Serve davvero la rete unica?
Come sottolineato anche da Bernabè, il primo, e forse il più importante, nodo della questione «rete unica» è proprio l’essenza stessa del problema: perché abbiamo bisogno di una rete unica? Da un certo punto di vista, la rete unica l’abbiamo sempre avuta fino alla creazione di OF nel 2015. Non contiamo che dal 2000 c’era anche la rete di Fastweb, la prima in fibra al mondo, perché era concentrata in poche aree geografiche. Ma tutto il mondo più industrializzato, tranne l’Italia e la Grecia, ha due reti di telecomunicazioni: quella telefonica e la rete della TV via cavo.
Quest’ultima, di fatto, è una seconda rete di telecomunicazioni: porta la voce, Internet e il video. Anzi, gran parte della differenza di copertura tra l’Italia e gli altri paesi UE per le connessioni superiori a 100 Mbps è dovuta all’utilizzo di tecnologie Docsis sulle reti della TV via cavo, non ad altro. In Italia la rete della TV via cavo avrebbe dovuto essere il progetto Socrate che, per ragioni tuttora industrialmente poco chiare, fu inopinatamente sospeso ad un certo punto. Quindi, se in Italia c’è OF invece della rete della TV via cavo, che differenza fa? Come emerge da una ricerca di iDate, che ha analizzato ben 400 progetti di reti FTTH e FTTB in Europa al 2019, oltre il 59% di tutte le installazioni in fibra è realizzato da operatori alternativi, in concorrenza rispetto agli operatori incumbent, come la nostra TIM. Ciò non deve stupire.
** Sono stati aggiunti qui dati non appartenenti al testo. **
//! The simulation engine: owns the canonical body collection and the
//! per-tick quadtree, and drives the build -> evaluate -> integrate cycle.
//!
//! The tree is a derived, recomputable view over the bodies and is rebuilt
//! from scratch every tick, since the preceding integration moved everything.
//! A tick either completes fully or fails atomically before any body is
//! mutated.

use crate::simulation::error::Result;
use crate::simulation::forces::BarnesHut;
use crate::simulation::integrator::semi_implicit_euler;
use crate::simulation::params::Parameters;
use crate::simulation::quadtree::{Nodes, QuadTree};
use crate::simulation::states::{Body, BodyHandle, NVec2};

pub struct Engine {
    params: Parameters,
    bodies: Vec<Body>,
    tree: QuadTree,
    t: f64,
    force_buf: Vec<NVec2>, // tick-scoped net forces, reset each evaluation
}

impl Engine {
    /// Construct an engine over the root square `[0, size)²` described by
    /// `params`. The initial tree is the empty root node.
    pub fn new(params: Parameters) -> Self {
        let tree = QuadTree::build(NVec2::zeros(), params.size, &[], params.max_depth)
            .expect("empty tree build cannot overflow the domain");
        Self {
            params,
            bodies: Vec::new(),
            tree,
            t: 0.0,
            force_buf: Vec::new(),
        }
    }

    /// Add a body. Valid at any time, including mid-simulation; the body
    /// participates from the next rebuild. Fails with `InvalidBody` when
    /// the mass is not positive. The position is only checked against the
    /// domain at the next tick.
    pub fn add_body(&mut self, x: NVec2, v: NVec2, m: f64, fixed: bool) -> Result<BodyHandle> {
        let body = Body::new(x, v, m, fixed)?;
        self.bodies.push(body);
        Ok(BodyHandle(self.bodies.len() - 1))
    }

    /// Advance the simulation by one fixed step.
    ///
    /// Three strictly separated phases:
    /// 1. rebuild the tree from the current body set (fails with
    ///    `DomainOverflow` if any body left the root square, in which case
    ///    no body state is touched),
    /// 2. evaluate the net force for every body against the frozen tree,
    /// 3. integrate every body.
    ///
    /// Forces are never interleaved with integration, so every evaluation
    /// observes the same pre-step positions.
    pub fn tick(&mut self) -> Result<()> {
        let tree = QuadTree::build(
            NVec2::zeros(),
            self.params.size,
            &self.bodies,
            self.params.max_depth,
        )?;

        let evaluator = BarnesHut {
            g: self.params.g,
            eps2: self.params.eps2,
            theta: self.params.theta,
        };
        self.force_buf.resize(self.bodies.len(), NVec2::zeros());
        evaluator.accumulate(&tree, &self.bodies, &mut self.force_buf);

        semi_implicit_euler(&mut self.bodies, &self.force_buf, self.params.h0);

        self.t += self.params.h0;
        self.tree = tree;
        Ok(())
    }

    /// Read-only snapshot of the body collection, as of the last completed
    /// tick (or construction).
    pub fn bodies(&self) -> &[Body] {
        &self.bodies
    }

    /// Depth-first enumeration of the current tree's nodes. Valid until the
    /// next tick rebuilds the tree; restartable per call. Consumed by a
    /// renderer drawing quadrant boundaries.
    pub fn traverse_nodes(&self) -> Nodes<'_> {
        self.tree.iter()
    }

    /// Current simulation time.
    pub fn t(&self) -> f64 {
        self.t
    }

    pub fn params(&self) -> &Parameters {
        &self.params
    }

    /// Total momentum (sum of m * v), a cheap conservation diagnostic.
    pub fn total_momentum(&self) -> NVec2 {
        self.bodies
            .iter()
            .fold(NVec2::zeros(), |p, b| p + b.v * b.m)
    }
}
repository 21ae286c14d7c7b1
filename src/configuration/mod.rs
pub mod config;
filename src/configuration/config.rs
//! Configuration types for loading simulation scenarios from YAML.
//!
//! A scenario consists of:
//!
//! - [`EngineConfig`]     – engine options (domain size, MAC threshold)
//! - [`ParametersConfig`] – numerical parameters and physical constants
//! - [`BodyConfig`]       – initial state for each body
//! - [`ScenarioConfig`]   – top-level wrapper used to load a scenario
//!
//! # YAML format
//!
//! ```yaml
//! engine:
//!   size: 1000.0            # root square side length, origin (0, 0)
//!   theta: 0.5              # MAC threshold, omit for default
//!   max_depth: 32           # subdivision depth limit, omit for default
//!
//! parameters:
//!   t_end: 100.0            # total simulation time
//!   h0: 1.0                 # fixed step size
//!   eps2: 1.0e-4            # softening epsilon^2
//!   g: 1.0                  # gravitational constant
//!
//! bodies:
//!   - x: [ 500.0, 300.0 ]
//!     v: [ 10.0, 0.0 ]
//!     m: 1.0
//!   - x: [ 500.0, 500.0 ]
//!     v: [ 0.0, 0.0 ]
//!     m: 1000000.0
//!     fixed: true
//! ```

use serde::Deserialize;

/// Engine-level options fixed at construction.
#[derive(Deserialize, Debug)]
pub struct EngineConfig {
    pub size: f64, // root square side length
    pub theta: Option<f64>, // MAC threshold, defaults to 0.5
    pub max_depth: Option<u32>, // depth limit, defaults to 32
}

/// Global numerical and physical parameters for a scenario.
#[derive(Deserialize, Debug, Clone)]
pub struct ParametersConfig {
    pub t_end: f64, // total simulation time
    pub h0: f64, // fixed step size
    pub eps2: f64, // softening
    pub g: f64, // gravitational constant
}

/// Initial state for a single body.
#[derive(Deserialize, Debug)]
pub struct BodyConfig {
    pub x: [f64; 2], // initial position
    pub v: [f64; 2], // initial velocity
    pub m: f64, // mass
    #[serde(default)]
    pub fixed: bool, // immovable anchor
}

/// Top-level scenario configuration loaded from YAML.
#[derive(Deserialize, Debug)]
pub struct ScenarioConfig {
    pub engine: EngineConfig,
    pub parameters: ParametersConfig,
    pub bodies: Vec<BodyConfig>,
}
Finanziariamente le società incumbent non hanno interesse a essere pioniere delle nuove infrastrutture in fibra. Per loro è più conveniente sfruttare il più a lungo possibile le proprie infrastrutture in rame già dispiegate e ammortizzate. Allora, perché preoccuparsi così tanto della duplicazione di infrastrutture di OF? Quel che accade in Italia è perfettamente in linea con quello che sta succedendo in altri paesi europei assolutamente comparabili con noi: Deutsche Glasfaser in Germania, Altice e Covage in Francia, Altice Portugal in Portogallo, Gigaclear, CityFiber e Hyperoptic in UK. In Italia, anche dopo la realizzazione delle “rete unica” ci saranno comunque altre reti di telecomunicazioni. Ad esempio, Irideos, Eolo, Linkem, per citarne alcune.
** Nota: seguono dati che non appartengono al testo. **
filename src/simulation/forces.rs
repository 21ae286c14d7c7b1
//! Force evaluators for the n-body engine.
//!
//! [`BarnesHut`] is the tree-based evaluator: per body it traverses the
//! quadtree and either takes a whole node as one aggregate mass (when the
//! multipole acceptance criterion allows) or descends into its children.
//! [`DirectSum`] is the exact O(n²) pairwise baseline used by tests and
//! benchmarks.
//!
//! Both use the same softened Newtonian force law
//! `F = G * m1 * m2 * r / d^3` with `d^2 = |r|^2 + eps2`, so a Barnes-Hut
//! evaluation with theta = 0 matches the direct sum to rounding error.

use crate::simulation::quadtree::{QuadNode, QuadTree};
use crate::simulation::states::{Body, NVec2};

#[cfg(feature = "parallel")]
use rayon::prelude::*;

/// Barnes-Hut force evaluator.
///
/// `theta` is the MAC threshold: a node of side `s` at distance `d` from the
/// query body is taken as a single aggregate mass when `s / d < theta`.
/// `theta` of 0 degenerates to exact pairwise summation; larger values prune
/// more aggressively.
pub struct BarnesHut {
    pub g: f64, // gravitational constant
    pub eps2: f64, // softening, floors the squared separation
    pub theta: f64, // MAC threshold
}

impl BarnesHut {
    /// Fill `out[i]` with the net force on body `i` from the whole tree.
    ///
    /// The buffer is reset first; the tree is only read, so with the
    /// `parallel` feature the per-body traversals run as a rayon map.
    pub fn accumulate(&self, tree: &QuadTree, bodies: &[Body], out: &mut [NVec2]) {
        #[cfg(feature = "parallel")]
        out.par_iter_mut()
            .enumerate()
            .for_each(|(i, f)| *f = self.force_on_body(tree, bodies, i));

        #[cfg(not(feature = "parallel"))]
        for (i, f) in out.iter_mut().enumerate() {
            *f = self.force_on_body(tree, bodies, i);
        }
    }

    /// Net force on body `i` from the whole tree.
    pub fn force_on_body(&self, tree: &QuadTree, bodies: &[Body], i: usize) -> NVec2 {
        self.force_on_body_counted(tree, bodies, i).0
    }

    /// Same traversal, also reporting how many nodes were visited. Used to
    /// observe the accuracy/cost trade-off theta controls.
    pub fn force_on_body_counted(
        &self,
        tree: &QuadTree,
        bodies: &[Body],
        i: usize,
    ) -> (NVec2, usize) {
        let mut force = NVec2::zeros();
        let mut visited = 0;
        self.visit(tree, bodies, 0, i, &mut force, &mut visited);
        (force, visited)
    }

    fn visit(
        &self,
        tree: &QuadTree,
        bodies: &[Body],
        node_idx: usize,
        i: usize,
        force: &mut NVec2,
        visited: &mut usize,
    ) {
        let node = &tree.nodes[node_idx];
        *visited += 1;

        // Empty subtree contributes nothing
        if node.mass == 0.0 {
            return;
        }

        let kids = match node.children {
            None => {
                if node.is_single_leaf() {
                    let j = node.bodies[0];
                    if j != i {
                        *force += self.pairwise(&bodies[i], &bodies[j]);
                    }
                } else {
                    // Depth-capped merge leaf: several (near-)coincident
                    // bodies taken as one aggregate. If the query body is
                    // among them the separation is near zero and the
                    // softening floor keeps the contribution finite.
                    *force += self.aggregate(&bodies[i], node);
                }
                return;
            }
            Some(kids) => kids,
        };

        // MAC: far enough relative to its size -> one aggregate contribution
        let r = node.cog - bodies[i].x;
        let dist = r.norm();
        let ratio = if dist > 0.0 {
            node.size / dist
        } else {
            f64::INFINITY
        };

        if ratio < self.theta {
            *force += self.aggregate(&bodies[i], node);
        } else {
            for &child in &kids {
                self.visit(tree, bodies, child, i, force, visited);
            }
        }
    }

    /// Softened pairwise force on `bi` from `bj`, directed toward `bj`.
    fn pairwise(&self, bi: &Body, bj: &Body) -> NVec2 {
        let r = bj.x - bi.x;
        let d2 = r.norm_squared() + self.eps2;
        let inv_r = d2.sqrt().recip();
        let inv_r3 = inv_r * inv_r * inv_r;
        self.g * bi.m * bj.m * inv_r3 * r
    }

    /// Softened force on `bi` from a node taken as one mass at its cog.
    fn aggregate(&self, bi: &Body, node: &QuadNode) -> NVec2 {
        let r = node.cog - bi.x;
        let d2 = r.norm_squared() + self.eps2;
        let inv_r = d2.sqrt().recip();
        let inv_r3 = inv_r * inv_r * inv_r;
        self.g * bi.m * node.mass * inv_r3 * r
    }
}

/// Exact O(n²) pairwise gravity with the same softened force law.
pub struct DirectSum {
    pub g: f64,
    pub eps2: f64,
}

impl DirectSum {
    /// Fill `out[i]` with the net force on body `i`, iterating each
    /// unordered pair once and applying equal and opposite forces.
    pub fn accumulate(&self, bodies: &[Body], out: &mut [NVec2]) {
        for f in out.iter_mut() {
            *f = NVec2::zeros();
        }

        let n = bodies.len();
        for i in 0..n {
            let bi = &bodies[i];
            for j in (i + 1)..n {
                let bj = &bodies[j];

                let r = bj.x - bi.x;
                let d2 = r.norm_squared() + self.eps2;
                let inv_r = d2.sqrt().recip();
                let inv_r3 = inv_r * inv_r * inv_r;

                let f = self.g * bi.m * bj.m * inv_r3 * r;
                out[i] += f;
                out[j] -= f;
            }
        }
    }
}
Da quando c’è OF la cablatura in fibra è ripartita e dalla penultima posizione che avevamo in Europa nel 2015, oggi siamo il secondo paese in più veloce crescita per cablatura in fibra FTTH (+72% dal 2018 al 2019) e il terzo in numero assoluto di case coperte dopo Francia e Spagna (iDate, 2020). Con questi numeri, se lasciassimo correre la competizione ancora un altro paio di anni, i ritardi della fibra in Italia sarebbero senz’altro colmati e si potrebbe parlare di rete unica da un’altra prospettiva.
La rete unica accelererà la cablatura in fibra dell’Italia?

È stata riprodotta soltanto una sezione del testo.